▸ **What is expected**
Each line of the data must be reproduced as it appears.

******

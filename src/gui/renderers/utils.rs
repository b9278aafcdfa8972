use kiss3d::renderer::LineRenderer;

use nalgebra::{Point3, Vector3};

pub fn path_iter_parametric<F, S>(
    f: F,
    t_start: S,
    t_end: S,
    num_segments: usize,
) -> impl Iterator<Item = Point3<f32>>
where
    F: Fn(S) -> Point3<f32>,
    S: nalgebra::RealField + simba::scalar::SupersetOf<usize> + Copy,
{
    assert!(
        num_segments >= 1,
        "Must have at least one segment, num_segments was {}",
        num_segments
    );
    let convert = nalgebra::convert::<usize, S>;
    (0..=num_segments)
        .map(move |i| convert(i) / convert(num_segments))
        // u ranges from 0 to 1 (inclusive)
        .map(move |u| t_start + u * (t_end - t_start))
        .map(f)
}

/// Points around a circle spanned by two orthonormal vectors. The first point
/// is repeated at the end, so the path closes.
pub fn circle_iter(
    center: Point3<f32>,
    x_vec: Vector3<f32>,
    y_vec: Vector3<f32>,
    radius: f32,
    num_segments: usize,
) -> impl Iterator<Item = Point3<f32>> {
    let f = move |theta: f32| center + radius * (x_vec * theta.cos() + y_vec * theta.sin());
    path_iter_parametric(f, 0.0, std::f32::consts::TAU, num_segments)
}

pub fn draw_path<I: Iterator<Item = Point3<f32>>>(
    line_renderer: &mut LineRenderer,
    points: I,
    color: &Point3<f32>,
) {
    use itertools::Itertools;
    for (a, b) in points.tuple_windows() {
        line_renderer.draw_line(a, b, *color);
    }
}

******

▸ **Answer**
filename src/gui/renderers/utils.rs
repository b9278aafcdfa8972
use kiss3d::renderer::LineRenderer;

use nalgebra::{Point3, Vector3};

pub fn path_iter_parametric<F, S>(
    f: F,
    t_start: S,
    t_end: S,
    num_segments: usize,
) -> impl Iterator<Item = Point3<f32>>
where
    F: Fn(S) -> Point3<f32>,
    S: nalgebra::RealField + simba::scalar::SupersetOf<usize> + Copy,
{
    assert!(
        num_segments >= 1,
        "Must have at least one segment, num_segments was {}",
        num_segments
    );
    let convert = nalgebra::convert::<usize, S>;
    (0..=num_segments)
        .map(move |i| convert(i) / convert(num_segments))
        // u ranges from 0 to 1 (inclusive)
        .map(move |u| t_start + u * (t_end - t_start))
        .map(f)
}

/// Points around a circle spanned by two orthonormal vectors. The first point
/// is repeated at the end, so the path closes.
pub fn circle_iter(
    center: Point3<f32>,
    x_vec: Vector3<f32>,
    y_vec: Vector3<f32>,
    radius: f32,
    num_segments: usize,
) -> impl Iterator<Item = Point3<f32>> {
    let f = move |theta: f32| center + radius * (x_vec * theta.cos() + y_vec * theta.sin());
    path_iter_parametric(f, 0.0, std::f32::consts::TAU, num_segments)
}

pub fn draw_path<I: Iterator<Item = Point3<f32>>>(
    line_renderer: &mut LineRenderer,
    points: I,
    color: &Point3<f32>,
) {
    use itertools::Itertools;
    for (a, b) in points.tuple_windows() {
        line_renderer.draw_line(a, b, *color);
    }
}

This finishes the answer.